REQUIRED ACTION ▸
Work through the data below and give the number of lines holding the word "docs", without any other text.

Saved entries ▸
#[cfg(test)]
mod tests {
    use super::*;
    use crate::tools::CapabilityRegistry;
    use crate::ErrorKind;

    fn git_available() -> bool {
        std::process::Command::new("git")
            .arg("--version")
            .output()
            .is_ok()
    }

    #[test]
    fn test_parse_porcelain() {
        let changes = parse_porcelain(" M src/main.rs\n?? notes.md\nA  new.rs\n");
        assert_eq!(changes.len(), 3);
        assert_eq!(changes[0]["change_type"], "modified");
        assert_eq!(changes[0]["file"], "src/main.rs");
        assert_eq!(changes[1]["change_type"], "untracked");
        assert_eq!(changes[2]["change_type"], "added");
    }

    #[test]
    fn test_remote_url_forms() {
        for ok in [
            "https://github.com/acme/site.git",
            "ssh://git@github.com/acme/site.git",
            "git://example.com/repo.git",
            "git@github.com:acme/site.git",
        ] {
            assert!(validate_remote_url(ok).is_ok(), "{}", ok);
        }

        for bad in [
            "/tmp/secret-repo",
            "../other/repo",
            "file:///tmp/secret-repo",
            "ext::sh -c touch% /tmp/pwned",
            "https:///tmp/repo",
            "C:/repos/secret",
            "repo",
        ] {
            let err = validate_remote_url(bad).unwrap_err();
            assert_eq!(err.kind(), ErrorKind::WorkspaceSecurity, "{}", bad);
        }
    }

    #[tokio::test]
    async fn test_clone_of_local_repository_is_rejected() {
        if !git_available() {
            return;
        }

        let outside = tempfile::tempdir().unwrap();
        run_command("git", &["init", "-q"], outside.path(), Duration::from_secs(10))
            .await
            .unwrap();
        std::fs::write(outside.path().join("secret.txt"), "TOPSECRET").unwrap();

        let base = tempfile::tempdir().unwrap();
        let ws = WorkspaceStore::create(base.path(), "p1").unwrap();
        let mut registry = CapabilityRegistry::new();
        registry
            .register_module(Arc::new(GitTools::new(ws.clone(), Duration::from_secs(10))))
            .unwrap();

        let local = outside.path().to_string_lossy().into_owned();
        let file_url = format!("file://{}", local);
        for url in [local, file_url] {
            let out = registry
                .dispatch("clone_repository", json!({"repo_url": url.as_str()}))
                .await;
            assert_eq!(out.error_kind, Some(ErrorKind::WorkspaceSecurity), "{}", url);
        }
        assert!(!ws.repo_dir().join("secret.txt").exists());
    }

    #[cfg(unix)]
    #[tokio::test]
    async fn test_timeout_is_reported() {
        let dir = tempfile::tempdir().unwrap();
        let err = run_command("sleep", &["5"], dir.path(), Duration::from_millis(50))
            .await
            .unwrap_err();
        assert_eq!(err.kind(), ErrorKind::Timeout);
    }

    #[tokio::test]
    async fn test_status_without_repo() {
        let base = tempfile::tempdir().unwrap();
        let ws = WorkspaceStore::create(base.path(), "p1").unwrap();
        let mut registry = CapabilityRegistry::new();
        registry
            .register_module(Arc::new(GitTools::new(ws, Duration::from_secs(5))))
            .unwrap();

        let out = registry.dispatch("get_git_status", Value::Null).await;
        assert!(!out.success);
        assert!(out.error.unwrap().contains("No git repository"));
    }

    #[tokio::test]
    async fn test_commit_and_history() {
        if !git_available() {
            return;
        }

        let base = tempfile::tempdir().unwrap();
        let ws = WorkspaceStore::create(base.path(), "p1").unwrap();
        let repo = ws.repo_dir();
        run_command("git", &["init", "-q"], &repo, Duration::from_secs(10))
            .await
            .unwrap();
        std::fs::write(repo.join("README.md"), "# Demo").unwrap();

        let mut registry = CapabilityRegistry::new();
        registry
            .register_module(Arc::new(GitTools::new(ws, Duration::from_secs(10))))
            .unwrap();

        let out = registry.dispatch("get_git_status", Value::Null).await;
        assert_eq!(out.result.unwrap()["clean"], false);

        let out = registry
            .dispatch("commit_changes", json!({"message": "Initial docs"}))
            .await;
        assert!(out.success, "{:?}", out.error);
        assert_eq!(out.result.unwrap()["files_committed"], json!(["README.md"]));

        let out = registry.dispatch("get_git_history", json!({})).await;
        let result = out.result.unwrap();
        assert_eq!(result["total_commits"], 1);
        assert_eq!(result["commits"][0]["message"], "Initial docs");

        let out = registry
            .dispatch("commit_changes", json!({"message": "again"}))
            .await;
        assert_eq!(out.error_kind, Some(ErrorKind::ToolExecution));

        let out = registry
            .dispatch(
                "commit_changes",
                json!({"message": "escape", "files": ["../../../etc/passwd"]}),
            )
            .await;
        assert_eq!(out.error_kind, Some(ErrorKind::WorkspaceSecurity));
    }
}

OUTPUT BELOW ▸
2